• What you need to do:
Your answer must contain each line of the data, copied exactly.

• Data:
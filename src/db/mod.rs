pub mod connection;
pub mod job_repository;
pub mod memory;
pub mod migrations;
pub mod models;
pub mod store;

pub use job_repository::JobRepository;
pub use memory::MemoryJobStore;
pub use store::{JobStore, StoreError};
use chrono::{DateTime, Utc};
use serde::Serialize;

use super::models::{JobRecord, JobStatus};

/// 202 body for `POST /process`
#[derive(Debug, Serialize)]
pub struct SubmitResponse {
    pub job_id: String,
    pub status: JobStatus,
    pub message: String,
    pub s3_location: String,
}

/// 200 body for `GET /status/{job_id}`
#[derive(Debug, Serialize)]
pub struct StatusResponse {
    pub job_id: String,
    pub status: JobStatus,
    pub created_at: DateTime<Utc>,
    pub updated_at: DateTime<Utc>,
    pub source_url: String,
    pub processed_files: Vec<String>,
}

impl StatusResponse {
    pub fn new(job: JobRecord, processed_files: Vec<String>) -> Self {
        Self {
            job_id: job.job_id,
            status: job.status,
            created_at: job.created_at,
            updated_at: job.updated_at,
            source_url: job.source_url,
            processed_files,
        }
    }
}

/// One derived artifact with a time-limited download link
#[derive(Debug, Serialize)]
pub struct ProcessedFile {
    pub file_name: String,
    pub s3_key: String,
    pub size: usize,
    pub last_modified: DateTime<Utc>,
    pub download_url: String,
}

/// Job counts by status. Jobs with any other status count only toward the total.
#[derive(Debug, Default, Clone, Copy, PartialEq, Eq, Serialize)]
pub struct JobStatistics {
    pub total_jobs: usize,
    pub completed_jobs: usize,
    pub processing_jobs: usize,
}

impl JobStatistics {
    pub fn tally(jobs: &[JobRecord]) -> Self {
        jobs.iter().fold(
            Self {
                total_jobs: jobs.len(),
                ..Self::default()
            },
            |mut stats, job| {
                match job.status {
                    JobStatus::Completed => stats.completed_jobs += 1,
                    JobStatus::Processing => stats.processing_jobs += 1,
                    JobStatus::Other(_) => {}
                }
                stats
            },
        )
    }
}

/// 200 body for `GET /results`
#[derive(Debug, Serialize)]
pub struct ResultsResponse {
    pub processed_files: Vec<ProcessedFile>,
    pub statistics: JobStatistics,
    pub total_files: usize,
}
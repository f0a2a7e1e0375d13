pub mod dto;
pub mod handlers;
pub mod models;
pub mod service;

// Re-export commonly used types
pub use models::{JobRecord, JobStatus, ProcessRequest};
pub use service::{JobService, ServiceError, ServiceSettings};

• Solution to the problem:
filename src/db/mod.rs
pub mod connection;
pub mod job_repository;
pub mod memory;
pub mod migrations;
pub mod models;
pub mod store;

pub use job_repository::JobRepository;
pub use memory::MemoryJobStore;
pub use store::{JobStore, StoreError};
use chrono::{DateTime, Utc};
use serde::Serialize;

use super::models::{JobRecord, JobStatus};

/// 202 body for `POST /process`
#[derive(Debug, Serialize)]
pub struct SubmitResponse {
    pub job_id: String,
    pub status: JobStatus,
    pub message: String,
    pub s3_location: String,
}

/// 200 body for `GET /status/{job_id}`
#[derive(Debug, Serialize)]
pub struct StatusResponse {
    pub job_id: String,
    pub status: JobStatus,
    pub created_at: DateTime<Utc>,
    pub updated_at: DateTime<Utc>,
    pub source_url: String,
    pub processed_files: Vec<String>,
}

impl StatusResponse {
    pub fn new(job: JobRecord, processed_files: Vec<String>) -> Self {
        Self {
            job_id: job.job_id,
            status: job.status,
            created_at: job.created_at,
            updated_at: job.updated_at,
            source_url: job.source_url,
            processed_files,
        }
    }
}

/// One derived artifact with a time-limited download link
#[derive(Debug, Serialize)]
pub struct ProcessedFile {
    pub file_name: String,
    pub s3_key: String,
    pub size: usize,
    pub last_modified: DateTime<Utc>,
    pub download_url: String,
}

/// Job counts by status. Jobs with any other status count only toward the total.
#[derive(Debug, Default, Clone, Copy, PartialEq, Eq, Serialize)]
pub struct JobStatistics {
    pub total_jobs: usize,
    pub completed_jobs: usize,
    pub processing_jobs: usize,
}

impl JobStatistics {
    pub fn tally(jobs: &[JobRecord]) -> Self {
        jobs.iter().fold(
            Self {
                total_jobs: jobs.len(),
                ..Self::default()
            },
            |mut stats, job| {
                match job.status {
                    JobStatus::Completed => stats.completed_jobs += 1,
                    JobStatus::Processing => stats.processing_jobs += 1,
                    JobStatus::Other(_) => {}
                }
                stats
            },
        )
    }
}

/// 200 body for `GET /results`
#[derive(Debug, Serialize)]
pub struct ResultsResponse {
    pub processed_files: Vec<ProcessedFile>,
    pub statistics: JobStatistics,
    pub total_files: usize,
}
repository f0a2a7e1e0375d13
pub mod dto;
pub mod handlers;
pub mod models;
pub mod service;

// Re-export commonly used types
pub use models::{JobRecord, JobStatus, ProcessRequest};
pub use service::{JobService, ServiceError, ServiceSettings};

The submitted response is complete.